A favourite book is Basil Pennington’s Engaging the World with Merton: on retreat in Tom’s hermitage, first published in 1988. This passage is an admonishment to me:
Of course, we can’t all have a carefree life. But we can at least move in that direction. We fill our lives with so many unnecessary cares-even we monks. When the monks here were changing over to private cells, Tom [Merton] urged them to build them as places of prayer and to think of them that way and not as places to establish a private kingdom of which they would have all the care. How much we all tend to clutter our lives with things and projects we don’t really need, and then we have to take care of them. [. . .]

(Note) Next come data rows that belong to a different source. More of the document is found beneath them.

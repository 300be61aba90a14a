//! Keyboard and mouse state accumulated between frames.

use std::collections::HashSet;

use winit::event::{ElementState, MouseScrollDelta, WindowEvent};
use winit::keyboard::PhysicalKey;

pub use winit::keyboard::KeyCode;

/// Pixels of trackpad scroll treated as one wheel line.
const PIXELS_PER_LINE: f32 = 40.0;

#[derive(Debug, Clone, Copy, PartialEq, Eq, Hash)]
pub enum MouseButton {
    Left,
    Right,
    Middle,
    Other,
}

impl From<winit::event::MouseButton> for MouseButton {
    fn from(button: winit::event::MouseButton) -> Self {
        match button {
            winit::event::MouseButton::Left => MouseButton::Left,
            winit::event::MouseButton::Right => MouseButton::Right,
            winit::event::MouseButton::Middle => MouseButton::Middle,
            _ => MouseButton::Other,
        }
    }
}

/// Input collected from window events.
///
/// Call [`InputState::begin_frame`] once per frame after reading the
/// per-frame values (`just_pressed`, deltas).
#[derive(Debug, Default)]
pub struct InputState {
    pressed_keys: HashSet<KeyCode>,
    just_pressed_keys: HashSet<KeyCode>,
    pressed_buttons: HashSet<MouseButton>,
    cursor: Option<(f32, f32)>,
    /// Cursor movement summed over the frame.
    mouse_delta: (f32, f32),
    /// Wheel movement in lines, summed over the frame.
    scroll_lines: f32,
}

impl InputState {
    pub fn new() -> Self {
        Self::default()
    }

    /// Clears the per-frame state.
    pub fn begin_frame(&mut self) {
        self.just_pressed_keys.clear();
        self.mouse_delta = (0.0, 0.0);
        self.scroll_lines = 0.0;
    }

    /// Feeds a window event. Returns `true` if it was an input event.
    pub fn handle_event(&mut self, event: &WindowEvent) -> bool {
        match event {
            WindowEvent::KeyboardInput { event, .. } => {
                if let PhysicalKey::Code(key) = event.physical_key {
                    match event.state {
                        ElementState::Pressed => self.on_key_pressed(key),
                        ElementState::Released => self.on_key_released(key),
                    }
                }
                true
            }
            WindowEvent::MouseInput { state, button, .. } => {
                let button = MouseButton::from(*button);
                match state {
                    ElementState::Pressed => self.pressed_buttons.insert(button),
                    ElementState::Released => self.pressed_buttons.remove(&button),
                };
                true
            }
            WindowEvent::CursorMoved { position, .. } => {
                self.on_cursor_moved(position.x as f32, position.y as f32);
                true
            }
            WindowEvent::CursorLeft { .. } => {
                self.cursor = None;
                true
            }
            WindowEvent::MouseWheel { delta, .. } => {
                self.scroll_lines += match delta {
                    MouseScrollDelta::LineDelta(_, y) => *y,
                    MouseScrollDelta::PixelDelta(pos) => pos.y as f32 / PIXELS_PER_LINE,
                };
                true
            }
            WindowEvent::Focused(false) => {
                self.pressed_keys.clear();
                self.pressed_buttons.clear();
                true
            }
            _ => false,
        }
    }

    pub fn on_key_pressed(&mut self, key: KeyCode) {
        // Key repeat re-sends Pressed; only the first one counts.
        if self.pressed_keys.insert(key) {
            self.just_pressed_keys.insert(key);
        }
    }

    pub fn on_key_released(&mut self, key: KeyCode) {
        self.pressed_keys.remove(&key);
    }

    /// Accumulates movement. The first position after entering the window
    /// produces no delta.
    pub fn on_cursor_moved(&mut self, x: f32, y: f32) {
        if let Some((old_x, old_y)) = self.cursor {
            self.mouse_delta.0 += x - old_x;
            self.mouse_delta.1 += y - old_y;
        }
        self.cursor = Some((x, y));
    }

    pub fn is_key_pressed(&self, key: KeyCode) -> bool {
        self.pressed_keys.contains(&key)
    }

    pub fn is_key_just_pressed(&self, key: KeyCode) -> bool {
        self.just_pressed_keys.contains(&key)
    }

    pub fn is_mouse_pressed(&self, button: MouseButton) -> bool {
        self.pressed_buttons.contains(&button)
    }

    pub fn mouse_delta(&self) -> (f32, f32) {
        self.mouse_delta
    }

    pub fn scroll_lines(&self) -> f32 {
        self.scroll_lines
    }
}

#[cfg(test)]
mod tests {
    use super::*;

    #[test]
    fn test_key_repeat_counts_once() {
        let mut input = InputState::new();
        input.on_key_pressed(KeyCode::KeyF);
        input.begin_frame();
        input.on_key_pressed(KeyCode::KeyF);
        assert!(input.is_key_pressed(KeyCode::KeyF));
        assert!(!input.is_key_just_pressed(KeyCode::KeyF));

        input.on_key_released(KeyCode::KeyF);
        input.on_key_pressed(KeyCode::KeyF);
        assert!(input.is_key_just_pressed(KeyCode::KeyF));
    }

    #[test]
    fn test_mouse_delta_accumulates_per_frame() {
        let mut input = InputState::new();
        input.on_cursor_moved(100.0, 100.0);
        assert_eq!(input.mouse_delta(), (0.0, 0.0));
        input.on_cursor_moved(110.0, 95.0);
        input.on_cursor_moved(115.0, 90.0);
        assert_eq!(input.mouse_delta(), (15.0, -10.0));
        input.begin_frame();
        assert_eq!(input.mouse_delta(), (0.0, 0.0));
    }

    #[test]
    fn test_begin_frame_keeps_held_state() {
        let mut input = InputState::new();
        input.on_key_pressed(KeyCode::Space);
        input.pressed_buttons.insert(MouseButton::Left);
        input.scroll_lines = 2.0;
        input.begin_frame();
        assert!(input.is_key_pressed(KeyCode::Space));
        assert!(input.is_mouse_pressed(MouseButton::Left));
        assert_eq!(input.scroll_lines(), 0.0);
    }
}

I look at the clutter of my own life. That is really what is at issue. I have to learn to say “no” to the little things that clutter: the book reviews and prefaces, the talks to students and ladies’ guilds. The gardening is OK; I need the fresh air and exercise. But I have to avoid other projects. If I can get a handle on the clutter and the correspondence, my life could be a bit more free. Still, something more radical than that is perhaps needed, at least for a while. As Tom [Merton] says in his Thoughts in Solitude, to be a person implies freedom and responsibility. Both of these call for a certain interior solitude. But a cluttered or too-full life-full of activities and concerns leaves little interior-solitude. Most people are, in fact, afraid of facing their own interior solitude. They flee from it, deliberately filling their lives with people, if they can, and with things. And in so doing they lose their freedom and become irresponsible not responsible to many of the basic human needs around them and even in their own lives. They become addictively dependent on their chosen clutter. I am told that the average American allows television to fill a quarter of his time. What an investment of life! One of the reasons Tom was able to accomplish so much was that he was free from television and spectator sports. [I’m not guilty of this problem!] He preferred to play life’s game rather than watch others play it. He didn’t watch the Vietnam War or the race riots on TV. He heard about them, prayed, and acted, doing all he could to bring healing and peace. An uncluttered life gives a lot more freedom to be a responsive person.
– M Basil Pennington OCSO. Engaging the World with Merton, (Brewster, Mass.: Paraclete, 2005) pp. 103-4.